A Terrible Matriarchy by Easterine Kire

It is hard, sometimes, to pick up a best book out of many great books. And what is harder is the dilemma you face even though the options are nowhere in comparison. Laying in front of me were three great books: Dickens’ Great Expectations (which, by the way, I have been yearning to read for so long); Kire’s A Terrible Matriarchy  and Sheldon’s The Stars Shine Down. And you know which I chose because something about matriarchy being terrible didn’t sit right with me.  

Dielieno is five when she is shipped off to live at her grandmother’s place in order to mold her into a good and docile Naga daughter and wife. Naturally, Dielieno hates her grandmother and the discrimination she shows towards her elder brothers. But as the journey continues and Dielieno grows up, she realizes the true motives of her grandmother’s discrimination and a new found respect blossoms into her.

A Terrible Matriarchy not only talks about Dielieno’s hardships but also the problems that her mother and grandmother faced while growing up. Together, Kire sums up the suppressions that the Naga women faced in the male-dominated society during the colonial and post-colonial era.

Subjugation of Women 

A Terrible Matriarchy revolves around the main theme of women oppression or patriarchy. But it is the obvious glances of double- standard oppression that catches the reader’s attention. Dielieno is not only suppressed by the patriarchal society but also by her grandmother Vibano’s biased behaviour. This institutionalized patriarchy makes women the victim of their own exploitation. Women oppression can also be seen in the form of socio-economic discrimination. The males-only heir system bars the women from inheriting land or money. 

This leads to the importance of male children over female children in the Angami society of Nagaland. It is one of the main reasons as to why grandmother treats Dielieno as the ‘errand-girl’ whereas cherishes her brothers, especially Leto (who absolutely loved Dielieno) unconditionally. The grandmother had faced a similar situation as a child and she irrevocably does the same to her granddaughter.

The ‘Terrible’ Matriarch

The grandmother plays a pivotal role in pressing A Terrible Matriarchy further. A strong matriarch that is a victim of her own spinning, the grandmother holds a tight leash on all her family members and the nearest clan. The compartmentalization of the gender that she enforces reflects her own childhood and the torments she faced in a male-centric colonial India. As Dielieno comes of age, she understands that her oppression might not have been a direct by-product of the ‘terrible’ matriarch. Vibano’s thoughts on empowering a female child led to her beliefs of not giving them proper education or freedom. For her empowering a female child was to make them learn the chores of house that would lead to them becoming dutiful wives and mothers. Dielieno who is against these beliefs comes to terms with her grandmother when Vibano, on her deathbed, asks her not to hold any grudges. 

Kire’s work brings about conflict and gender in Nagaland with a powerful and engrossing tale.
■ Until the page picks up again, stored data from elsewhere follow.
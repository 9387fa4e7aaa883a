use wordscope::LanguageRegistry;
use wordscope::config::Config;

// Env vars are process-wide, so every override is checked inside one test
#[test]
fn test_load_reads_toml_then_env_overrides() {
    let dir = std::env::temp_dir().join(format!("wordscope-config-{}", std::process::id()));
    std::fs::create_dir_all(&dir).unwrap();
    let path = dir.join("wordscope.toml");
    std::fs::write(
        &path,
        r#"
        [scoring]
        rank_ceiling = 8000
        default_rank_boundary = 9000

        [fetch]
        default_timeout_secs = 20
        "#,
    )
    .unwrap();

    unsafe {
        std::env::set_var("WORDSCOPE_ENV_FILE", dir.join("missing.env"));
        std::env::set_var("WORDSCOPE_CONFIG", &path);
        std::env::set_var("WORDSCOPE_FETCH_TIMEOUT_SECS", "7");
        std::env::set_var("WORDSCOPE_LANGUAGES", "es, DE ,");
        std::env::set_var("WORDSCOPE_TRANSLATE_API_KEY", "secret");
    }

    let config = Config::load().unwrap();
    assert_eq!(config.scoring.rank_ceiling, 8000);
    // Boundary above the ceiling is clamped during validation
    assert_eq!(config.scoring.default_rank_boundary, 8000.0);
    assert_eq!(config.fetch.default_timeout_secs, 7);
    assert_eq!(config.languages.available, vec!["es", "de"]);
    assert_eq!(config.translate.api_key.as_deref(), Some("secret"));

    let registry = LanguageRegistry::from_config(&config);
    assert_eq!(registry.available(), vec!["es", "de"]);
    assert!(registry.resolve("fr").is_err());

    unsafe {
        std::env::remove_var("WORDSCOPE_ENV_FILE");
        std::env::remove_var("WORDSCOPE_CONFIG");
        std::env::remove_var("WORDSCOPE_FETCH_TIMEOUT_SECS");
        std::env::remove_var("WORDSCOPE_LANGUAGES");
        std::env::remove_var("WORDSCOPE_TRANSLATE_API_KEY");
    }
    let _ = std::fs::remove_dir_all(&dir);
}
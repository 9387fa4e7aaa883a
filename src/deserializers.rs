//! Custom deserializers for flexible request payload parsing.
//!
//! Clients of the scoring endpoints historically sent flags and numbers as strings
//! (`"personalized": "False"`, `"rank_boundary": "5000"`). These deserializers accept
//! those forms while keeping the request structs strongly typed.

use serde::{Deserialize, Deserializer};

/// Deserializes an optional boolean flag.
///
/// # Accepted Formats
///
/// * **Boolean**: `true` / `false`
/// * **Number**: `0` → false, anything else → true
/// * **String** (case-insensitive): `"false"`, `"0"`, `"no"`, `"off"` → false;
///   any other non-empty string → true
///
/// # Examples
///
/// ```json
/// { "personalized": false }
/// { "personalized": "False" }
/// { "personalized": "0" }
/// ```
pub fn de_option_bool_forgiving<'de, D>(deserializer: D) -> Result<Option<bool>, D::Error>
where
    D: Deserializer<'de>,
{
    use serde::de::Error;
    let opt = Option::<serde_json::Value>::deserialize(deserializer)?;
    let Some(v) = opt else { return Ok(None) };
    match v {
        serde_json::Value::Null => Ok(None),
        serde_json::Value::Bool(b) => Ok(Some(b)),
        serde_json::Value::Number(n) => Ok(Some(n.as_f64().is_some_and(|f| f != 0.0))),
        serde_json::Value::String(s) => {
            let s = s.trim();
            if s.is_empty() {
                return Ok(None);
            }
            match s.to_lowercase().as_str() {
                "false" | "0" | "no" | "off" => Ok(Some(false)),
                _ => Ok(Some(true)),
            }
        }
        other => Err(D::Error::custom(format!("invalid type for bool: {}", other))),
    }
}

/// Deserializes Option<f64> accepting numbers and numeric strings.
/// Examples: 5000, 5000.5, "5000"
///
/// # Errors
///
/// Returns an error for non-numeric strings and non-finite values.
pub fn de_option_f64_forgiving<'de, D>(deserializer: D) -> Result<Option<f64>, D::Error>
where
    D: Deserializer<'de>,
{
    use serde::de::Error;
    let opt = Option::<serde_json::Value>::deserialize(deserializer)?;
    let Some(v) = opt else { return Ok(None) };
    let val = match v {
        serde_json::Value::Null => return Ok(None),
        serde_json::Value::Number(n) => n
            .as_f64()
            .ok_or_else(|| D::Error::custom("invalid numeric for f64"))?,
        serde_json::Value::String(s) => {
            let s = s.trim();
            if s.is_empty() {
                return Ok(None);
            }
            s.parse::<f64>()
                .map_err(|_| D::Error::custom(format!("invalid numeric value: '{}'", s)))?
        }
        other => return Err(D::Error::custom(format!("invalid type for f64: {}", other))),
    };
    if !val.is_finite() {
        return Err(D::Error::custom("non-finite numeric for f64"));
    }
    Ok(Some(val))
}

/// Deserializes Option<u64> accepting integers, floats (rounded), and numeric strings.
/// Negative values become 0. Examples: 5, 5.0, "5", "5.7" -> 6
pub fn de_option_u64_forgiving<'de, D>(deserializer: D) -> Result<Option<u64>, D::Error>
where
    D: Deserializer<'de>,
{
    use serde::de::Error;
    let opt = Option::<serde_json::Value>::deserialize(deserializer)?;
    let Some(v) = opt else { return Ok(None) };
    let f = match v {
        serde_json::Value::Null => return Ok(None),
        serde_json::Value::Number(n) => {
            if let Some(u) = n.as_u64() {
                return Ok(Some(u));
            }
            n.as_f64()
                .ok_or_else(|| D::Error::custom("invalid numeric for u64"))?
        }
        serde_json::Value::String(s) => {
            let s = s.trim();
            if s.is_empty() {
                return Ok(None);
            }
            if let Ok(u) = s.parse::<u64>() {
                return Ok(Some(u));
            }
            s.parse::<f64>()
                .map_err(|_| D::Error::custom(format!("invalid u64 value: '{}'", s)))?
        }
        other => return Err(D::Error::custom(format!("invalid type for u64: {}", other))),
    };
    if !f.is_finite() {
        return Err(D::Error::custom("non-finite numeric for u64"));
    }
    let r = f.round();
    Ok(Some(if r < 0.0 { 0 } else { r as u64 }))
}

#[cfg(test)]
mod tests {
    use super::*;
    use serde::Deserialize;

    #[derive(Debug, Deserialize)]
    struct Payload {
        #[serde(default, deserialize_with = "de_option_bool_forgiving")]
        flag: Option<bool>,
        #[serde(default, deserialize_with = "de_option_f64_forgiving")]
        boundary: Option<f64>,
        #[serde(default, deserialize_with = "de_option_u64_forgiving")]
        timeout: Option<u64>,
    }

    fn parse(json: &str) -> Payload {
        serde_json::from_str(json).unwrap()
    }

    #[test]
    fn test_bool_string_forms() {
        assert_eq!(parse(r#"{"flag": "False"}"#).flag, Some(false));
        assert_eq!(parse(r#"{"flag": "0"}"#).flag, Some(false));
        assert_eq!(parse(r#"{"flag": "true"}"#).flag, Some(true));
        assert_eq!(parse(r#"{"flag": "yes please"}"#).flag, Some(true));
        assert_eq!(parse(r#"{"flag": ""}"#).flag, None);
    }

    #[test]
    fn test_bool_native_and_numeric() {
        assert_eq!(parse(r#"{"flag": false}"#).flag, Some(false));
        assert_eq!(parse(r#"{"flag": 0}"#).flag, Some(false));
        assert_eq!(parse(r#"{"flag": 2}"#).flag, Some(true));
        assert_eq!(parse("{}").flag, None);
    }

    #[test]
    fn test_f64_forms() {
        assert_eq!(parse(r#"{"boundary": 5000}"#).boundary, Some(5000.0));
        assert_eq!(parse(r#"{"boundary": "2500.5"}"#).boundary, Some(2500.5));
        assert!(serde_json::from_str::<Payload>(r#"{"boundary": "lots"}"#).is_err());
        assert!(serde_json::from_str::<Payload>(r#"{"boundary": [1]}"#).is_err());
    }

    #[test]
    fn test_u64_forms() {
        assert_eq!(parse(r#"{"timeout": 5}"#).timeout, Some(5));
        assert_eq!(parse(r#"{"timeout": "7"}"#).timeout, Some(7));
        assert_eq!(parse(r#"{"timeout": 2.6}"#).timeout, Some(3));
        assert_eq!(parse(r#"{"timeout": -4}"#).timeout, Some(0));
        assert_eq!(parse(r#"{"timeout": null}"#).timeout, None);
    }
}
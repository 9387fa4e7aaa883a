//! Bounded cache of read-only snapshots
//!
//! Hosts keep per-user data (known-word probabilities, learning sets) here between
//! requests. Scoring never sees the cache itself, only the `Arc` snapshot handed out.

use crate::config::RuntimeConfig;
use crate::probabilities::KnownProbabilities;
use lru::LruCache;
use std::hash::Hash;
use std::num::NonZeroUsize;
use std::sync::{Arc, Mutex, MutexGuard};

pub struct SnapshotCache<K: Hash + Eq, V> {
    entries: Mutex<LruCache<K, Arc<V>>>,
}

impl<K: Hash + Eq + Clone, V> SnapshotCache<K, V> {
    pub fn new(capacity: usize) -> Self {
        Self {
            entries: Mutex::new(LruCache::new(
                NonZeroUsize::new(capacity).unwrap_or(NonZeroUsize::MIN),
            )),
        }
    }

    fn lock(&self) -> MutexGuard<'_, LruCache<K, Arc<V>>> {
        // A panic while holding the lock cannot leave a half-written snapshot behind
        self.entries.lock().unwrap_or_else(|e| e.into_inner())
    }

    pub fn get(&self, key: &K) -> Option<Arc<V>> {
        self.lock().get(key).cloned()
    }

    /// Return the cached snapshot or build, store and return a new one.
    /// The loader runs outside the lock.
    pub fn get_or_load<E>(
        &self,
        key: &K,
        load: impl FnOnce() -> Result<V, E>,
    ) -> Result<Arc<V>, E> {
        if let Some(hit) = self.get(key) {
            return Ok(hit);
        }
        let fresh = Arc::new(load()?);
        self.lock().put(key.clone(), fresh.clone());
        Ok(fresh)
    }

    pub fn insert(&self, key: K, value: V) -> Arc<V> {
        let snapshot = Arc::new(value);
        self.lock().put(key, snapshot.clone());
        snapshot
    }

    /// Drop a snapshot after the underlying data changed (e.g. a new bookmark)
    pub fn invalidate(&self, key: &K) -> bool {
        self.lock().pop(key).is_some()
    }

    pub fn len(&self) -> usize {
        self.lock().len()
    }

    pub fn is_empty(&self) -> bool {
        self.lock().is_empty()
    }
}

/// Per-user known-word probabilities, keyed however the host identifies users
pub type ProbabilityCache<K> = SnapshotCache<K, KnownProbabilities>;

/// Probability cache sized by `WORDSCOPE_PROBABILITY_CACHE_MAX`
pub fn probability_cache<K: Hash + Eq + Clone>(runtime: &RuntimeConfig) -> ProbabilityCache<K> {
    SnapshotCache::new(runtime.probability_cache_max)
}
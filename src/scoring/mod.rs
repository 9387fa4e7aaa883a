//! Batch text scoring
//!
//! [`Scorer`] resolves the language once per batch and then scores every text with
//! the pure functions in [`difficulty`] and [`learnability`]. Text ids are opaque:
//! they are moved from input to output untouched.

pub mod difficulty;
pub mod learnability;
pub mod median;

use crate::config::ScoringConfig;
use crate::deserializers::{de_option_bool_forgiving, de_option_f64_forgiving};
use crate::error::Result;
use crate::language::LanguageRegistry;
use crate::probabilities::KnownProbabilities;
use crate::ranks::RankLookup;
use serde::{Deserialize, Serialize};
use std::collections::HashSet;
use std::sync::Arc;

pub use difficulty::{DifficultyOptions, TextDifficulty, score_difficulty, word_difficulty};
pub use learnability::{TextLearnability, score_learnability};
pub use median::upper_biased_index_select;

/// A text to score, tagged with a caller-owned id
#[derive(Debug, Clone, PartialEq, Serialize, Deserialize)]
pub struct ScoredText<I = serde_json::Value> {
    pub id: I,
    pub content: String,
}

#[derive(Debug, Clone, PartialEq, Serialize, Deserialize)]
pub struct DifficultyScore<I = serde_json::Value> {
    pub id: I,
    pub score_median: f64,
    pub score_average: f64,
}

#[derive(Debug, Clone, PartialEq, Serialize, Deserialize)]
pub struct LearnabilityScore<I = serde_json::Value> {
    pub id: I,
    pub score: f64,
    pub count: usize,
}

/// Difficulty batch payload as hosts receive it
#[derive(Debug, Clone, Deserialize)]
pub struct DifficultyRequest<I = serde_json::Value> {
    pub texts: Vec<ScoredText<I>>,
    #[serde(default, deserialize_with = "de_option_f64_forgiving")]
    pub rank_boundary: Option<f64>,
    #[serde(default, deserialize_with = "de_option_bool_forgiving")]
    pub personalized: Option<bool>,
}

impl<I> DifficultyRequest<I> {
    /// Fill missing knobs from config and clamp the boundary to the configured ceiling
    pub fn options(&self, config: &ScoringConfig) -> DifficultyOptions {
        DifficultyOptions::new(
            self.rank_boundary.unwrap_or(config.default_rank_boundary),
            self.personalized.unwrap_or(config.default_personalized),
            config.rank_ceiling,
        )
    }
}

#[derive(Debug, Clone, Deserialize)]
pub struct LearnabilityRequest<I = serde_json::Value> {
    pub texts: Vec<ScoredText<I>>,
}

/// Scores text batches against one rank snapshot
#[derive(Clone)]
pub struct Scorer {
    registry: LanguageRegistry,
    ranks: Arc<dyn RankLookup>,
    config: ScoringConfig,
}

impl Scorer {
    pub fn new(registry: LanguageRegistry, ranks: Arc<dyn RankLookup>, config: ScoringConfig) -> Self {
        Self {
            registry,
            ranks,
            config,
        }
    }

    pub fn config(&self) -> &ScoringConfig {
        &self.config
    }

    pub fn registry(&self) -> &LanguageRegistry {
        &self.registry
    }

    /// Median and average difficulty for every text.
    ///
    /// An unknown language fails the whole batch. `known` is only consulted when
    /// `options.personalized()` is set.
    pub fn difficulty_for_texts<I>(
        &self,
        language_code: &str,
        texts: Vec<ScoredText<I>>,
        options: &DifficultyOptions,
        known: &KnownProbabilities,
    ) -> Result<Vec<DifficultyScore<I>>> {
        let language = self.registry.resolve(language_code)?;
        tracing::debug!(
            language = %language,
            texts = texts.len(),
            rank_boundary = options.rank_boundary(),
            personalized = options.personalized(),
            known = known.len(),
            "Scoring difficulty"
        );

        let scores: Vec<DifficultyScore<I>> = texts
            .into_iter()
            .map(|text| {
                let TextDifficulty { median, average } =
                    score_difficulty(&text.content, &language, self.ranks.as_ref(), options, known);
                DifficultyScore {
                    id: text.id,
                    score_median: median,
                    score_average: average,
                }
            })
            .collect();

        tracing::info!(language = %language, texts = scores.len(), "Difficulty batch scored");
        Ok(scores)
    }

    /// Learnability for every text against the user's current learning set
    pub fn learnability_for_texts<I>(
        &self,
        language_code: &str,
        texts: Vec<ScoredText<I>>,
        learning_set: &HashSet<String>,
    ) -> Result<Vec<LearnabilityScore<I>>> {
        let language = self.registry.resolve(language_code)?;
        tracing::debug!(
            language = %language,
            texts = texts.len(),
            learning = learning_set.len(),
            "Scoring learnability"
        );

        let scores: Vec<LearnabilityScore<I>> = texts
            .into_iter()
            .map(|text| {
                let TextLearnability { score, count } =
                    score_learnability(&text.content, learning_set);
                LearnabilityScore {
                    id: text.id,
                    score,
                    count,
                }
            })
            .collect();

        tracing::info!(language = %language, texts = scores.len(), "Learnability batch scored");
        Ok(scores)
    }
}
The history and culture of the Angami society that has through years believed that men are superior than women brings about a soul-touching story of women of three generations that are not only stuck in the vicious circle of patriarchy but also in some way internalize it, making them victims of their own doings. Along with their subjugation, readers also get a taste of the lost identity that the citizens of this exotic state face. The prime example is the mother of Dielieno who plays a passive character in the story- she doesn’t have an identity including no name to herself, her story is narrated in fragments and not only is she suppressed by her husband but also Vibhano. 

Favourite quote:

“This is more usual with those who die young. They want so desperately to live out their life to the full and when their lives are cut short, they try to find other ways to return.”

Final Verdict: 4/5. Go to the bookstore to buy it, pay those extra bucks. If you absolutely cannot, buy the book here.

If you are someone who stands as a feminist or wants to read about women during the colonial and post-colonial era, the book is for you.

P.S. : Many people skip the author’s note but it is very important in this book. Please read it.  


  1. Divya Shankar

    12 August

    This is a lovely review and a premise to look forward to definitely. I love Easterine Kire’s writing – simple with lot of folklore and packs a punch. Will surely pick this one soon to know more of Angami community of Nagaland.